She snorted softly, returning her eyes to her work. "You can do a lot of things if you don't have much of a choice." She shrugged. "I mean, I guess I do have a choice, right? In that way people say they always have a choice? Technically, I have more now than I've had since I turned eighteen and inherited a nice chunk from my dad's life insurance policy. Sue signed this house over to me. She owned it free and clear, and now I do. I could sell it, and use the money to be somewhere else, but then what?
"A house in Forks isn't worth what a house other places is. And I'd still have no job. No real provable skills. No plan." She smirked, her tone turning wry. "I did that for a long time. Just keep moving. Keep moving until you find somewhere that feels like home." She shook her head. "Didn't work out so well for me, so I'm trying staying still for a minute."
Sighing, she looked around and shivered. "Sometimes I think I should be strong enough to keep going. Be one of those stories, you know? Pick a big city and figure out how to stay there?"
"Yeah," Edward said with a laugh. "I know that problem. I lived in New York City for a while. I went to school out there, and I had a shitty one bedroom apartment I shared with six people."
Bella's eyebrows arched in surprise. "Six?"
"Yeah. One of those set ups where one of my roommates slept on an inflatable bed in the kitchen. We had to step over him and his girlfriend or boyfriend of the moment to get to the coffee."
They both laughed. She had a nice laugh.
"Yeah, I think I topped out at four roommates, but then again, I've never tried to live anywhere that was as high rent as I hear New York City is." She quirked her lips.
"Ah." Edward shrugged. "It was really my own fault. I could have lived in the dorms, but I was nineteen. I'd taken a penny-ante job, and I guess I was trying to prove my independence. It didn't last long. The next semester, I moved back to campus housing."

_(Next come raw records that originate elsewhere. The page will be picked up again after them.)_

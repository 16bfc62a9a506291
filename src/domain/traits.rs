// ============================================================
// Layer 3 — Core Traits (Abstractions)
// ============================================================
// The application layer programs against these traits so the
// concrete loader / classifier can be swapped without touching
// the workflow code.
//
// Reference: Rust Book §10 (Traits: Defining Shared Behaviour)

use std::collections::BTreeMap;

use serde::{Deserialize, Serialize};

use crate::domain::error::Result;
use crate::domain::example::Example;

// ─── DatasetSource ────────────────────────────────────────────────────────────
/// Any component that can produce labelled examples.
///
/// Implementations:
///   - CsvLoader → reads a delimited file with a header row
pub trait DatasetSource {
    fn load_all(&self) -> Result<Vec<Example>>;
}

// ─── TextClassifier ───────────────────────────────────────────────────────────
/// Output of a single-example prediction.
#[derive(Debug, Clone, PartialEq, Serialize, Deserialize)]
pub struct Prediction {
    /// Softmax probability per class name
    pub probabilities: BTreeMap<String, f32>,
    /// Class with the highest probability
    pub label: String,
    /// Probability of `label`
    pub confidence: f32,
}

/// Any component that can classify one piece of raw text.
pub trait TextClassifier {
    fn predict(&self, text: &str) -> Result<Prediction>;
}
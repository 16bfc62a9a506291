// ============================================================
// Layer 2 — EvaluateUseCase
// ============================================================
// Scores a saved artifact on a labelled CSV:
//
//   load artifact → load rows → encode labels for the
//   artifact's task → batched prediction → Evaluator
//
// Texts are cleaned inside the Predictor, exactly as at
// training time.

use std::path::PathBuf;

use anyhow::{Context, Result};
use burn::{backend::Wgpu, prelude::Backend};

use crate::data::loader::CsvLoader;
use crate::domain::traits::DatasetSource;
use crate::ml::{
    evaluator::{evaluate, ClassificationMetrics},
    predictor::Predictor,
};

#[derive(Debug, Clone)]
pub struct EvaluateConfig {
    pub model_dir:    PathBuf,
    pub data_path:    PathBuf,
    pub text_column:  Option<String>,
    pub label_column: Option<String>,
    pub limit:        Option<usize>,
}

pub struct EvaluateUseCase {
    config: EvaluateConfig,
}

impl EvaluateUseCase {
    pub fn new(config: EvaluateConfig) -> Self {
        Self { config }
    }

    pub fn execute(&self) -> Result<ClassificationMetrics> {
        self.run::<Wgpu>(Default::default())
    }

    pub fn run<B: Backend>(&self, device: B::Device) -> Result<ClassificationMetrics> {
        let cfg = &self.config;

        let predictor = Predictor::<B>::load(&cfg.model_dir, device)
            .with_context(|| format!("cannot load model from '{}'", cfg.model_dir.display()))?;
        let task = predictor.task();

        let text_column  = cfg.text_column.clone().unwrap_or_else(|| task.text_column().to_string());
        let label_column = cfg.label_column.clone().unwrap_or_else(|| task.label_column().to_string());
        let rows = CsvLoader::new(&cfg.data_path, text_column, label_column)
            .with_limit(cfg.limit)
            .load_all()
            .with_context(|| format!("cannot load dataset '{}'", cfg.data_path.display()))?;
        tracing::info!("Evaluating {} rows with the {} model", rows.len(), task);

        let targets = rows
            .iter()
            .map(|row| task.encode_label(&row.label))
            .collect::<crate::domain::error::Result<Vec<_>>>()?;
        let texts: Vec<&str> = rows.iter().map(|row| row.text.as_str()).collect();
        let predictions = predictor.predict_classes(&texts)?;

        let metrics = evaluate(&predictions, &targets, task.num_classes())?;
        tracing::info!(
            "acc={:.4} precision={:.4} recall={:.4} f1={:.4}",
            metrics.accuracy, metrics.precision, metrics.recall, metrics.f1
        );
        Ok(metrics)
    }
}
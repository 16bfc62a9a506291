// ============================================================
// Layer 6 — Infrastructure Layer
// ============================================================
// Everything that touches the filesystem on behalf of the
// other layers:
//
//   checkpoint.rs      — model artifact (manifest + weights)
//                        and run configuration JSON
//
//   tokenizer_store.rs — tokenizer.json: load a pretrained one
//                        or build a word-level vocabulary from
//                        the training corpus
//
//   metrics.rs         — per-epoch CSV log and trial history
//
// Reference: Rust Book §7 (Modules)
//            Burn Book §5 (Checkpointing)

/// Model artifact saving and loading
pub mod checkpoint;

/// Tokenizer building, saving, and loading
pub mod tokenizer_store;

/// Tuning metrics CSV / JSON logger
pub mod metrics;
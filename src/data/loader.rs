// ============================================================
// Layer 4 — Dataset Loader
// ============================================================
// Reads labelled rows from a delimited text file with a header
// row (e.g. the IMDB reviews CSV or the cyberbullying tweets
// CSV) using the csv crate.
//
// Columns are located by header name, so extra columns and
// column order do not matter. Fields are read as raw bytes and
// must be UTF-8: a non-text field is an InputType error, not a
// silently skipped row. With a cleaner attached, text fields go
// through TextCleaner::clean_bytes on the way in.
//
// Reference: csv crate documentation
//            Rust Book §9 (Error Handling)

use std::path::PathBuf;

use crate::data::cleaner::TextCleaner;
use crate::domain::error::{ClfError, Result};
use crate::domain::example::Example;
use crate::domain::traits::DatasetSource;

/// Loads (text, label) pairs from a CSV file.
/// Implements the DatasetSource trait from Layer 3.
pub struct CsvLoader {
    path:         PathBuf,
    text_column:  String,
    label_column: String,
    /// Stop after this many rows (None = read everything)
    limit:        Option<usize>,
    cleaner:      Option<TextCleaner>,
}

impl CsvLoader {
    pub fn new(
        path:         impl Into<PathBuf>,
        text_column:  impl Into<String>,
        label_column: impl Into<String>,
    ) -> Self {
        Self {
            path:         path.into(),
            text_column:  text_column.into(),
            label_column: label_column.into(),
            limit:        None,
            cleaner:      None,
        }
    }

    pub fn with_limit(mut self, limit: Option<usize>) -> Self {
        self.limit = limit;
        self
    }

    /// Clean every text field while loading.
    pub fn with_cleaner(mut self, cleaner: TextCleaner) -> Self {
        self.cleaner = Some(cleaner);
        self
    }
}

impl DatasetSource for CsvLoader {
    fn load_all(&self) -> Result<Vec<Example>> {
        let mut reader = csv::ReaderBuilder::new()
            .has_headers(true)
            .flexible(true)
            .from_path(&self.path)?;

        let headers   = reader.byte_headers()?.clone();
        let text_idx  = column_index(&headers, &self.text_column)?;
        let label_idx = column_index(&headers, &self.label_column)?;

        let mut examples = Vec::new();

        for (row, record) in reader.byte_records().enumerate() {
            if self.limit.is_some_and(|n| examples.len() >= n) {
                break;
            }
            let record = record?;

            // Short rows cannot be labelled — skip them but say so
            let (Some(text), Some(label)) = (record.get(text_idx), record.get(label_idx)) else {
                tracing::warn!("Skipping row {}: expected at least {} fields", row + 1,
                    text_idx.max(label_idx) + 1);
                continue;
            };

            let text = match &self.cleaner {
                Some(cleaner) => cleaner.clean_bytes(text).map_err(|_| not_text(row))?,
                None          => utf8_field(text, row)?,
            };
            examples.push(Example::new(text, utf8_field(label, row)?.trim()));
        }

        tracing::info!(
            "Loaded {} examples from '{}'",
            examples.len(),
            self.path.display()
        );
        Ok(examples)
    }
}

fn column_index(headers: &csv::ByteRecord, name: &str) -> Result<usize> {
    headers
        .iter()
        .position(|h| h == name.as_bytes())
        .ok_or_else(|| ClfError::Config(format!("column '{name}' not found in dataset header")))
}

fn utf8_field(raw: &[u8], row: usize) -> Result<String> {
    String::from_utf8(raw.to_vec()).map_err(|_| not_text(row))
}

fn not_text(row: usize) -> ClfError {
    ClfError::InputType(format!("row {}: field is not UTF-8 text", row + 1))
}
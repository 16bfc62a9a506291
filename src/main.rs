#![recursion_limit = "256"]

mod cli;
mod application;
mod domain;
mod data;
mod ml;
mod infra;

use anyhow::Result;
use cli::Cli;
use clap::Parser;

fn main() -> Result<()> {
    tracing_subscriber::fmt()
        .with_env_filter(
            tracing_subscriber::EnvFilter::from_default_env()
                .add_directive("text_clf=info".parse()?),
        )
        .init();

    let cli = Cli::parse();
    cli.run()
}
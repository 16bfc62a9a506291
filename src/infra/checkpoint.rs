// ============================================================
// Layer 6 — Artifact Store
// ============================================================
// Saves and restores a trained classifier using Burn's
// CompactRecorder.
//
// Directory layout:
//   <dir>/
//     manifest.json     ← format version, task, labels, max
//                         length and full model config
//     encoder.mpk       ← transformer body weights
//     head.mpk          ← classification head weights
//     tokenizer.json    ← written by TokenizerStore
//     tune_config.json  ← settings of the run that produced it
//
// Encoder and head are recorded separately so a saved model can
// serve as the pretrained starting point of a new run with a
// different number of classes: only encoder.mpk is read back.
//
// Reference: Burn Book §5 (Records and Checkpointing)

use std::{fs, path::{Path, PathBuf}};

use burn::{
    prelude::*,
    record::{CompactRecorder, Recorder},
};
use serde::{de::DeserializeOwned, Deserialize, Serialize};

use crate::domain::error::{ClfError, Result};
use crate::domain::example::Task;
use crate::ml::model::{ClassifierConfig, TextEncoder, TextEncoderConfig, TransformerClassifier};

pub const MANIFEST_FILE: &str = "manifest.json";
pub const FORMAT_VERSION: u32 = 1;

// Recorder appends the .mpk extension
const ENCODER_RECORD: &str = "encoder";
const HEAD_RECORD: &str    = "head";

/// Everything needed to rebuild the model before loading weights.
#[derive(Debug, Clone, Serialize, Deserialize)]
pub struct ArtifactManifest {
    pub format_version: u32,
    pub task:           Task,
    pub labels:         Vec<String>,
    pub max_length:     usize,
    pub model:          ClassifierConfig,
}

impl ArtifactManifest {
    pub fn new(task: Task, max_length: usize, model: ClassifierConfig) -> Self {
        Self {
            format_version: FORMAT_VERSION,
            task,
            labels: task.labels().iter().map(|l| l.to_string()).collect(),
            max_length,
            model,
        }
    }
}

pub struct ArtifactStore {
    dir: PathBuf,
}

impl ArtifactStore {
    pub fn new(dir: impl AsRef<Path>) -> Self {
        Self { dir: dir.as_ref().to_path_buf() }
    }

    pub fn dir(&self) -> &Path {
        &self.dir
    }

    pub fn save_manifest(&self, manifest: &ArtifactManifest) -> Result<()> {
        self.save_config(MANIFEST_FILE, manifest)
    }

    /// Read the manifest and reject unknown format versions.
    pub fn load_manifest(&self) -> Result<ArtifactManifest> {
        let path = self.dir.join(MANIFEST_FILE);
        if !path.exists() {
            return Err(ClfError::ResourceUnavailable(format!(
                "no model artifact at '{}'",
                self.dir.display()
            )));
        }
        let manifest: ArtifactManifest = self.load_config(MANIFEST_FILE)?;
        if manifest.format_version != FORMAT_VERSION {
            return Err(ClfError::Artifact(format!(
                "'{}' has format version {}, expected {FORMAT_VERSION}",
                path.display(),
                manifest.format_version
            )));
        }
        Ok(manifest)
    }

    pub fn save_model<B: Backend>(&self, model: &TransformerClassifier<B>) -> Result<()> {
        fs::create_dir_all(&self.dir)?;
        let recorder = CompactRecorder::new();

        recorder
            .record(model.encoder.clone().into_record(), self.dir.join(ENCODER_RECORD))
            .map_err(|e| ClfError::Artifact(format!("cannot save encoder weights: {e}")))?;
        recorder
            .record(model.head.clone().into_record(), self.dir.join(HEAD_RECORD))
            .map_err(|e| ClfError::Artifact(format!("cannot save head weights: {e}")))?;

        tracing::debug!("Saved model weights to '{}'", self.dir.display());
        Ok(())
    }

    /// Encoder weights only; used to start fine-tuning from a saved model.
    pub fn load_encoder<B: Backend>(
        &self,
        config: &TextEncoderConfig,
        device: &B::Device,
    ) -> Result<TextEncoder<B>> {
        let path   = self.dir.join(ENCODER_RECORD);
        let record = CompactRecorder::new().load(path.clone(), device).map_err(|e| {
            ClfError::ResourceUnavailable(format!(
                "cannot load encoder weights from '{}': {e}",
                path.display()
            ))
        })?;
        Ok(config.init::<B>(device).load_record(record))
    }

    pub fn load_model<B: Backend>(
        &self,
        config: &ClassifierConfig,
        device: &B::Device,
    ) -> Result<TransformerClassifier<B>> {
        let encoder = self.load_encoder::<B>(&config.encoder, device)?;
        let model   = config.init_with_encoder(encoder, device);

        let path   = self.dir.join(HEAD_RECORD);
        let record = CompactRecorder::new().load(path.clone(), device).map_err(|e| {
            ClfError::Artifact(format!("cannot load head weights from '{}': {e}", path.display()))
        })?;

        Ok(TransformerClassifier { head: model.head.load_record(record), ..model })
    }

    /// Write any serialisable value as pretty JSON under `name`.
    pub fn save_config<T: Serialize>(&self, name: &str, value: &T) -> Result<()> {
        fs::create_dir_all(&self.dir)?;
        let path = self.dir.join(name);
        fs::write(&path, serde_json::to_string_pretty(value)?)?;
        tracing::debug!("Wrote '{}'", path.display());
        Ok(())
    }

    pub fn load_config<T: DeserializeOwned>(&self, name: &str) -> Result<T> {
        let json = fs::read_to_string(self.dir.join(name))?;
        Ok(serde_json::from_str(&json)?)
    }
}
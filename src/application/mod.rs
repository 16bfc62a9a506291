// ============================================================
// Layer 2 — Application / Use Cases
// ============================================================
// Workflow coordination only: each use case wires the data,
// ml and infra layers together for one CLI command. No model
// math and no printing here.
//
// Reference: Clean Architecture pattern
//            Rust Book §7 (Module System)

/// Hyperparameter search and best-model export
pub mod tune_use_case;

/// Single-text inference from a saved artifact
pub mod predict_use_case;

/// Metrics of a saved artifact on a labelled CSV
pub mod evaluate_use_case;
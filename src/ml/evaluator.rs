// ============================================================
// Layer 5 — Evaluator
// ============================================================
// Scores predicted vs. true labels for one validation pass.
//
//   accuracy  = matches / N
//   precision = TP / (TP + FP)
//   recall    = TP / (TP + FN)
//   F1        = 2PR / (P + R)
//
// Two classes: binary scores for the positive class (id 1).
// More classes: macro average — each class scored one-vs-rest,
// then the unweighted mean over the classes that occur in either
// the targets or the predictions. A ratio with a zero denominator
// counts as 0.0.

use serde::{Deserialize, Serialize};

use crate::domain::error::{ClfError, Result};

#[derive(Debug, Clone, Copy, PartialEq, Default, Serialize, Deserialize)]
pub struct ClassificationMetrics {
    pub accuracy:  f64,
    pub precision: f64,
    pub recall:    f64,
    pub f1:        f64,
}

#[derive(Debug, Clone, Copy, Default)]
struct Counts {
    tp: usize,
    fp: usize,
    fn_: usize,
}

impl Counts {
    fn occurs(&self) -> bool {
        self.tp + self.fp + self.fn_ > 0
    }

    fn precision(&self) -> f64 {
        ratio(self.tp, self.tp + self.fp)
    }

    fn recall(&self) -> f64 {
        ratio(self.tp, self.tp + self.fn_)
    }

    fn f1(&self) -> f64 {
        let (p, r) = (self.precision(), self.recall());
        if p + r == 0.0 { 0.0 } else { 2.0 * p * r / (p + r) }
    }
}

fn ratio(num: usize, den: usize) -> f64 {
    if den == 0 { 0.0 } else { num as f64 / den as f64 }
}

pub fn evaluate(predictions: &[usize], targets: &[usize], num_classes: usize) -> Result<ClassificationMetrics> {
    if predictions.len() != targets.len() {
        return Err(ClfError::MetricInput(format!(
            "{} predictions but {} targets",
            predictions.len(),
            targets.len()
        )));
    }
    if predictions.is_empty() {
        return Err(ClfError::MetricInput("no labels to score".to_string()));
    }
    if num_classes < 2 {
        return Err(ClfError::MetricInput(format!("need at least 2 classes, got {num_classes}")));
    }

    let mut counts = vec![Counts::default(); num_classes];
    let mut matches = 0usize;

    for (&p, &t) in predictions.iter().zip(targets) {
        if p >= num_classes || t >= num_classes {
            return Err(ClfError::MetricInput(format!(
                "label out of range for {num_classes} classes: predicted {p}, true {t}"
            )));
        }
        if p == t {
            matches += 1;
            counts[t].tp += 1;
        } else {
            counts[p].fp  += 1;
            counts[t].fn_ += 1;
        }
    }

    let accuracy = ratio(matches, predictions.len());

    let (precision, recall, f1) = if num_classes == 2 {
        let pos = counts[1];
        (pos.precision(), pos.recall(), pos.f1())
    } else {
        // Non-empty input means at least one class occurs
        let present: Vec<Counts> = counts.into_iter().filter(Counts::occurs).collect();
        let n = present.len() as f64;
        (
            present.iter().map(Counts::precision).sum::<f64>() / n,
            present.iter().map(Counts::recall).sum::<f64>() / n,
            present.iter().map(Counts::f1).sum::<f64>() / n,
        )
    };

    Ok(ClassificationMetrics { accuracy, precision, recall, f1 })
}
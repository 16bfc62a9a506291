// ============================================================
// Layer 4 — Train/Validation Splitter
// ============================================================
// Seeded shuffle, then cut:
//
//   [ s3 s0 s7 s1 … ] → train = first round(N·f), valid = rest
//
// Rows in the dataset files are often grouped by label, so the
// shuffle keeps both sets mixed. The same seed always gives the
// same split, which keeps trials of a run comparable.
//
// Reference: rand crate documentation (SliceRandom)

use rand::{rngs::StdRng, seq::SliceRandom, SeedableRng};

/// Shuffle `samples` with `seed` and return (train, validation),
/// where train holds `train_fraction` of the items (rounded).
pub fn split_train_val<T>(mut samples: Vec<T>, train_fraction: f64, seed: u64) -> (Vec<T>, Vec<T>) {
    samples.shuffle(&mut StdRng::seed_from_u64(seed));

    let cut   = (samples.len() as f64 * train_fraction.clamp(0.0, 1.0)).round() as usize;
    let valid = samples.split_off(cut.min(samples.len()));

    tracing::debug!("Split {} / {} with seed {seed}", samples.len(), valid.len());
    (samples, valid)
}

// ─── Unit Tests ───────────────────────────────────────────────────────────────
#[cfg(test)]
mod tests {
    use super::*;

    #[test]
    fn test_sizes_follow_fraction() {
        let (train, valid) = split_train_val((0..100).collect::<Vec<u32>>(), 0.8, 42);
        assert_eq!((train.len(), valid.len()), (80, 20));

        let (train, valid) = split_train_val((0..10).collect::<Vec<u32>>(), 1.0, 42);
        assert_eq!((train.len(), valid.len()), (10, 0));
    }

    #[test]
    fn test_no_item_lost_or_duplicated() {
        let (mut train, valid) = split_train_val((0..50).collect::<Vec<u32>>(), 0.7, 3);
        train.extend(valid);
        train.sort_unstable();
        assert_eq!(train, (0..50).collect::<Vec<u32>>());
    }

    #[test]
    fn test_empty_input() {
        let (train, valid) = split_train_val(Vec::<u32>::new(), 0.8, 42);
        assert!(train.is_empty() && valid.is_empty());
    }

    #[test]
    fn test_same_seed_same_split() {
        let (a, _) = split_train_val((0..30).collect::<Vec<_>>(), 0.8, 9);
        let (b, _) = split_train_val((0..30).collect::<Vec<_>>(), 0.8, 9);
        let (c, _) = split_train_val((0..30).collect::<Vec<_>>(), 0.8, 10);
        assert_eq!(a, b);
        assert_ne!(a, c);
    }
}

Bella nodded. "What's your degree in?"
"Business."
Bella nodded again, more slowly this time. "Uh huh." She pressed her lips together, concentrating on what she was doing for a moment. "A business major in school in New York City."
"Yes."
She glanced at him. "That was what Leah wanted to do."
The way she looked at him, Edward got a weird sense as though she were seeing straight down to his soul. Like he wasn't fooling her, though he hadn't really been trying to fool anyone. He swallowed the lump that had risen to his throat. "Yeah."
She looked back to the table, concentrating again. "Hey, it's more than I could accomplish. I barely graduated from high school last year." She took a quick look at him from underneath long eyelashes.
Edward wasn't shocked at that point. His heart twisted. She was smart; he knew that. Chief Swan never did shut up about this or that honor his little girl used to get. Leah could be derisive about it, but she was also really proud.
"My kid sister got her essay in a magazine," she'd told him once, grinning. "Pretty cool, right?"
How far had this girl fallen that she hadn't even graduated high school on time?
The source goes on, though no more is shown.